As a leading executive in data and technology, Dr Helen Sun is as an example of someone who is using her career trajectory to inspire new generations of women and positively influence current peers in her field.
A published author of three books, a keen speaker, an educator, she is unwavering in her desire to encourage and empower women to develop their interest and potential in STEM careers.
As chief technology officer of world-renowned sports data company Stats Perform, Dr Sun is helping to drive the company’s AI enhancements that powers data and media to serve teams, athletes, fans and bookmakers.
We talked at length about her career and we started by looking back at the last 12 months in her role at Stats Perform.
You moved to what was then known as STATS 12 months ago, so why the move and what made it seem like an illuminating challenge?
Dr Helen Sun: “A little bit about me, so I came from Shanghai, China to the United States about 20 years ago, advanced my career through different roles in different industries but my last job was at JPMorgan Chase as CTO of commercial banking – a fulfilling job, great company and incredible group of colleagues and talent – but when STATS called me, the CEO of the company called me directly and described to me the depth of data they have and their AI capabilities I was blown away.

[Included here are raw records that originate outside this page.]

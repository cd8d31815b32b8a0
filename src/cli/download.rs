//! Download command implementation

use crate::downloader::{DownloadError, DownloadExecutor, DownloadJob, ErrorKind, FailedUnit, RunReport};
use crate::registry::ConnectorRegistry;
use crate::shutdown::SharedShutdown;
use crate::DownloadMode;
use clap::Args;
use indicatif::{ProgressBar, ProgressStyle};
use std::sync::Arc;
use tracing::{error, info};

use super::{Cli, CliError, OutputFormat};

/// Download command arguments
#[derive(Args, Debug)]
pub struct DownloadArgs {
    /// Series or chapter URL
    pub url: String,

    /// What to download: whole-series or single-chapter
    #[arg(long, default_value = "whole-series")]
    pub mode: DownloadMode,
}

impl DownloadArgs {
    /// Execute the download; `Ok(false)` when the job did not complete
    pub async fn execute(
        &self,
        cli: &Cli,
        registry: Arc<ConnectorRegistry>,
        shutdown: SharedShutdown,
    ) -> Result<bool, CliError> {
        let config = cli.download_config();
        config.validate().map_err(CliError::InvalidArgument)?;

        let job = DownloadJob::new(self.url.clone(), self.mode, config);
        let progress = create_progress_bar(cli.output_format);
        let executor = DownloadExecutor::new(registry)
            .with_shutdown(shutdown)
            .with_progress_bar(progress.clone());

        info!("Starting {} download: {}", self.mode, self.url);
        let result = executor.execute(job).await;
        progress.finish_and_clear();

        match cli.output_format {
            OutputFormat::Json => output_json(&self.url, &result),
            OutputFormat::Human => output_human(&self.url, &result),
        }

        let report = result?;
        Ok(report.is_success())
    }
}

/// Output result as JSON
fn output_json(url: &str, result: &Result<RunReport, DownloadError>) {
    let output = match result {
        Ok(report) => serde_json::to_value(report).unwrap_or_else(|e| {
            serde_json::json!({ "target_url": url, "error": e.to_string() })
        }),
        Err(e) => serde_json::json!({
            "target_url": url,
            "state": "failed",
            "error": e.to_string(),
        }),
    };
    println!("{output}");
}

/// Output result in human-readable format
fn output_human(url: &str, result: &Result<RunReport, DownloadError>) {
    match result {
        Ok(report) => {
            if report.is_success() {
                println!("\nDownload completed successfully!");
            } else {
                println!("\nDownload finished: {}", report.state);
            }
            println!("Series: {} ({})", report.series_title, report.connector);
            println!("Output: {}", report.series_dir.display());
            println!(
                "Pages: {}/{} written, {} reused, {} failed, {} not attempted",
                report.totals.succeeded,
                report.totals.total,
                report.totals.skipped,
                report.totals.failed,
                report.not_attempted
            );

            for chapter in &report.chapters {
                if chapter.is_complete() {
                    continue;
                }
                println!(
                    "  Chapter {} \"{}\": {}/{} pages{}",
                    chapter.index,
                    chapter.title,
                    chapter.succeeded,
                    chapter.total,
                    chapter
                        .error
                        .as_deref()
                        .map(|e| format!(" ({e})"))
                        .unwrap_or_default()
                );
            }
            for unit in &report.failed_units {
                println!(
                    "  [{}] {} after {} attempt(s): {}",
                    unit.kind, unit.id, unit.attempts, unit.url
                );
            }
            for hint in failure_hints(&report.failed_units) {
                println!("Hint: {hint}");
            }
            if let Some(reason) = &report.aborted {
                println!("Stopped early: {reason}");
            }
            println!("Elapsed: {:.1}s", report.elapsed_secs);
        }
        Err(e) => {
            eprintln!("\nDownload of {url} failed!");
            eprintln!("Error: {e}");
            error!("Download failed: {}", e);
        }
    }
}

/// One suggestion per distinct failure kind, in order of first appearance
fn failure_hints(failed: &[FailedUnit]) -> Vec<&'static str> {
    let mut seen: Vec<ErrorKind> = Vec::new();
    for unit in failed {
        if !seen.contains(&unit.kind) {
            seen.push(unit.kind);
        }
    }
    seen.iter().map(ErrorKind::suggestion).collect()
}

/// Create progress bar with style; hidden for JSON output
fn create_progress_bar(format: OutputFormat) -> ProgressBar {
    if format == OutputFormat::Json {
        return ProgressBar::hidden();
    }

    let pb = ProgressBar::new(0);
    let style = ProgressStyle::default_bar()
        .template(
            "{spinner:.green} [{elapsed_precise}] [{bar:40.cyan/blue}] {pos}/{len} pages ({percent}%) {msg}",
        )
        .map(|style| style.progress_chars("#>-"))
        .unwrap_or_else(|_| ProgressStyle::default_bar());
    pb.set_style(style);
    pb
}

“I’ve always been a data person, I’ve done a lot work in machine learning and big data, I’ve written three books on big data, analytics and machine learning, but when I saw the difference AI can make in terms of changing how sports are viewed, understood and played I couldn’t turn down the opportunity.”
The evolution of STATS as a company and through its 2019 merger with Perform, I imagine you’re tasked with a transformational challenge?
HS: “Absolutely, right. Stats has been in the business for nearly 40 years collecting data, started collecting data for Major League Baseball for event data and then pioneered the SportVU system as one of the first systems, if not the first system, to use computer vision to generate and create tracking data which is the frame by frame, XYZ location of the players and the ball.
“Stats has always been a data company, but starting a year ago with new leadership, the company began to transform into an AI-powered software-as-a-business company. With the merger and acquisition of Perform we now have deeper data and more coverage when it comes to football data in particular. More data fuels greater AI growth, so the transformation is about to speed up.”
Machine learning is transformational technology, can you look ahead at the greater potential of machine learning to Stats Perform?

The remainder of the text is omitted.